The city is well-known for its park system and has one of the largest urban parks in North America, Nose Hill Park, covering 11 km2 of land in the northwest quadrant of the city.

Please plan to join us at our annual meeting on Wed. Nov. 7 at Triwood Community Lounge, 2244 Chicoutimi Dr. NW, at 7 pm when our invited speaker will be Samantha Managh, who is a Parks Ecologist with Calgary Parks Urban Conservation. Her research background is in wildlife management, transportation ecology and citizen science. She is responsible for city-wide landscape analysis for wildlife and leads the citizen science program.

She will report on the results of Calgary Captured! science program which has over 60 wildlife remote cameras in 13 parks. This season includes 70,000 photos from Sept. 2017-Feb. 2018. The data on Nose Hill from May-Aug. 2017 counts a total of 406 events: coyote (13), muledeer (172), unknown deer (60), and white-tailed deer (161).

We assume that animals find it easier travelling through open habitats such as native grasslands, which provide lower resistance to movement, than busy roadways, industrial areas, or fenced neighbourhoods. The City can now move to prioritizing areas for protection and restoration that will have the most impact on maintaining and improving wildlife connections in the city.

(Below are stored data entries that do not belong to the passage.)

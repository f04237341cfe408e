// SPDX-License-Identifier: GPL-3.0-only

//! Navigation handlers

use crate::app::session::View;
use crate::app::state::AppModel;
use crate::app::task::Task;
use tracing::info;

impl AppModel {
    /// Switch views from the bottom navigation
    ///
    /// The camera follows the view: opened on capture, released on review.
    pub(crate) fn handle_navigate(&mut self, view: View) -> Task {
        if self.session.view() == view {
            return Task::none();
        }
        info!(view = view.label(), "Navigating");
        self.session.set_view(view);
        self.film_strip.drag_end();
        self.sync_camera_with_view();
        Task::none()
    }
}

Canada signed the 1992 UN Convention on Biological Diversity, an international treaty that aims for conservation. There is a statement of committment to complete Canada’s networks of protected areas and the work is not finished. The Protected Places Declaration provides for our Natural Legacy. There are many benefits from protecting natural areas by preventing extinction, habitat loss and degradation.